→ **Extracted material**
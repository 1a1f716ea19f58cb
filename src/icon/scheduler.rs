//! Tick scheduling
//!
//! A single-threaded timer queue driving icon animation. Icons hold at
//! most one pending handle per timer kind, so refresh requests arriving
//! while a tick is in flight coalesce instead of stacking timers. The
//! queue never sleeps itself; the host event loop asks for the next
//! deadline and fires entries when they come due.

#![allow(dead_code)]

use std::time::{Duration, Instant};

use super::IconId;

/// Delay between two animation ticks.
pub const TICK_INTERVAL: Duration = Duration::from_millis(6);
/// Delay between two blink states.
pub const BLINK_INTERVAL: Duration = Duration::from_millis(500);

/// Opaque handle identifying one scheduled timer.
#[derive(Debug, Clone, Copy, PartialEq, Eq, Hash)]
pub struct TimerHandle(u64);

/// What a timer drives when it fires.
#[derive(Debug, Clone, Copy, PartialEq, Eq, Hash)]
pub enum TimerKey {
    /// Advance the icon's animation one step.
    Tick(IconId),
    /// Toggle the icon's blink state.
    Blink(IconId),
}

impl TimerKey {
    pub fn icon(&self) -> IconId {
        match self {
            TimerKey::Tick(id) | TimerKey::Blink(id) => *id,
        }
    }
}

struct TimerEntry {
    handle: TimerHandle,
    due: Instant,
    key: TimerKey,
}

/// Pending timers, earliest-due first on firing.
#[derive(Default)]
pub struct TimerQueue {
    next_handle: u64,
    entries: Vec<TimerEntry>,
}

impl TimerQueue {
    pub fn new() -> Self {
        Self::default()
    }

    pub fn schedule(&mut self, delay: Duration, key: TimerKey) -> TimerHandle {
        self.next_handle += 1;
        let handle = TimerHandle(self.next_handle);
        self.entries.push(TimerEntry {
            handle,
            due: Instant::now() + delay,
            key,
        });
        handle
    }

    /// Cancel a pending timer. Unknown handles are ignored.
    pub fn cancel(&mut self, handle: TimerHandle) {
        self.entries.retain(|e| e.handle != handle);
    }

    /// Cancel every pending timer belonging to an icon.
    pub fn cancel_icon(&mut self, icon: IconId) {
        self.entries.retain(|e| e.key.icon() != icon);
    }

    /// Deadline of the earliest pending timer.
    pub fn next_due(&self) -> Option<Instant> {
        self.entries.iter().map(|e| e.due).min()
    }

    /// Remove and return the earliest pending timer, regardless of
    /// whether its deadline has passed. The driver sleeps until
    /// `next_due` before calling this; tests fire eagerly.
    pub fn fire_next(&mut self) -> Option<(TimerHandle, TimerKey)> {
        let index = self
            .entries
            .iter()
            .enumerate()
            .min_by_key(|(_, e)| e.due)
            .map(|(i, _)| i)?;
        let entry = self.entries.remove(index);
        Some((entry.handle, entry.key))
    }

    pub fn is_empty(&self) -> bool {
        self.entries.is_empty()
    }

    pub fn len(&self) -> usize {
        self.entries.len()
    }
}
//! Logging initialization
//!
//! Sets up the tracing subscriber writing to stderr. The level comes
//! from `--log-level`, `--verbose`, or the `RUST_LOG` environment
//! variable, in that order of precedence.

use anyhow::anyhow;
use tracing_subscriber::EnvFilter;

pub fn init(verbose: bool, log_level: Option<&str>) -> anyhow::Result<()> {
    let default_level = if verbose { "debug" } else { "info" };
    let directive = log_level.unwrap_or(default_level);

    let filter = if log_level.is_none() && !verbose {
        EnvFilter::try_from_default_env().unwrap_or_else(|_| EnvFilter::new(directive))
    } else {
        EnvFilter::new(directive)
    };

    tracing_subscriber::fmt()
        .with_env_filter(filter)
        .with_writer(std::io::stderr)
        .with_target(false)
        .try_init()
        .map_err(|e| anyhow!("failed to initialize logging: {e}"))
}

→ **What the task requires**
All lines in the records above with "TimerHandle" need to be found and copied.

→ **Answer section**
pub struct TimerHandle(u64);
    handle: TimerHandle,
    pub fn schedule(&mut self, delay: Duration, key: TimerKey) -> TimerHandle {
        let handle = TimerHandle(self.next_handle);
    pub fn cancel(&mut self, handle: TimerHandle) {
    pub fn fire_next(&mut self) -> Option<(TimerHandle, TimerKey)> {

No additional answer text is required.